Report every line of the records beneath this task that holds the string "into".

Saved data entries
::::::::::

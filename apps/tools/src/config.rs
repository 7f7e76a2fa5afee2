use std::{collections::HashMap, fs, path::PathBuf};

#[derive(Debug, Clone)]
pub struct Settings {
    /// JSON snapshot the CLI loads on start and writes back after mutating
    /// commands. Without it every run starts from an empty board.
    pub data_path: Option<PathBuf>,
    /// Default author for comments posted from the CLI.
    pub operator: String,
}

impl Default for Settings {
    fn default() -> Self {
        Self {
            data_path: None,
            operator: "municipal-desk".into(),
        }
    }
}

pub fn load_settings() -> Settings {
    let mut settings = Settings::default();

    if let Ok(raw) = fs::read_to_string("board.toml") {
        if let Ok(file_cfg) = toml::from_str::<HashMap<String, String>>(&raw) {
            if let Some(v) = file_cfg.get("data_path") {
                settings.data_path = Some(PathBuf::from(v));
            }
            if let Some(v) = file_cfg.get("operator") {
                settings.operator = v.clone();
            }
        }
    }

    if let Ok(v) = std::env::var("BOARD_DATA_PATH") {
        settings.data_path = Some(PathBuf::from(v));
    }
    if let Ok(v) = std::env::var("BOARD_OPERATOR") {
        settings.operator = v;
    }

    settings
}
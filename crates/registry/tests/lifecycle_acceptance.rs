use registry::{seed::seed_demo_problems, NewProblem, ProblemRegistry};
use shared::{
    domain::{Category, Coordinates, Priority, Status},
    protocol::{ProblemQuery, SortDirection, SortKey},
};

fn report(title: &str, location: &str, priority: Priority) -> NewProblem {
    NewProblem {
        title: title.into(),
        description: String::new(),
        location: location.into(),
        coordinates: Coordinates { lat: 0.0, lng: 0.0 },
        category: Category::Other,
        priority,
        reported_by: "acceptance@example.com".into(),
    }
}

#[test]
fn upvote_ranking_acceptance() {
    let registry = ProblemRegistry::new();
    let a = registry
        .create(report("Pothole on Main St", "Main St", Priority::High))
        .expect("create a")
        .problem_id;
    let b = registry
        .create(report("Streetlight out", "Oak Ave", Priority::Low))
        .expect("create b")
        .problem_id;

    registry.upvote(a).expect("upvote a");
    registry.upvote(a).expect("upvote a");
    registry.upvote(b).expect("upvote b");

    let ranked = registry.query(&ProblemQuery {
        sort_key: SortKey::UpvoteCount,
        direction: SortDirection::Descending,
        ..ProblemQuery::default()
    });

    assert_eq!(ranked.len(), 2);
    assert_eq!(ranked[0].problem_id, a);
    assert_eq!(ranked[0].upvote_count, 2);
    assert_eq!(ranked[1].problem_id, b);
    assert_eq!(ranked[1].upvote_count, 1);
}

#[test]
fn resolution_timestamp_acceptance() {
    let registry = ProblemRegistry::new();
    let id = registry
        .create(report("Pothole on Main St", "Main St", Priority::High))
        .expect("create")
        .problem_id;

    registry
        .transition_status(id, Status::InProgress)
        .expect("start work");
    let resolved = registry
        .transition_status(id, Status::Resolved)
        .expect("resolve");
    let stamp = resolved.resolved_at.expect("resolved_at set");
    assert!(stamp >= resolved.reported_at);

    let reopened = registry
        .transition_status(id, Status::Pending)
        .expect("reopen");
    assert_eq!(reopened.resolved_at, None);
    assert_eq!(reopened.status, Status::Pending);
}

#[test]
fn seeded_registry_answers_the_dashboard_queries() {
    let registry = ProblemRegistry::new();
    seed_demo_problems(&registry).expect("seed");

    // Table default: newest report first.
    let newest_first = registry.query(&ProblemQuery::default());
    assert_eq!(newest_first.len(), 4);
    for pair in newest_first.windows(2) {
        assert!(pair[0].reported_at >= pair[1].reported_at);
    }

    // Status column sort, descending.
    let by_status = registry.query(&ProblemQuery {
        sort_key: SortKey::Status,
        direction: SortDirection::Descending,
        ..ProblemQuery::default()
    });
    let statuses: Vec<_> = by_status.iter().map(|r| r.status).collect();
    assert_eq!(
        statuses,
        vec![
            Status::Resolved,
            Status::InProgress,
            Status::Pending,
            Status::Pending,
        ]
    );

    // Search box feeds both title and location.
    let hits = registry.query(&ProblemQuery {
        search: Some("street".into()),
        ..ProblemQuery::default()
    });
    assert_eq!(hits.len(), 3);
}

::::::::::

OUTPUT OF THE TASK:
            operator: "municipal-desk".into(),
        title: title.into(),
        location: location.into(),
        reported_by: "acceptance@example.com".into(),
        search: Some("street".into()),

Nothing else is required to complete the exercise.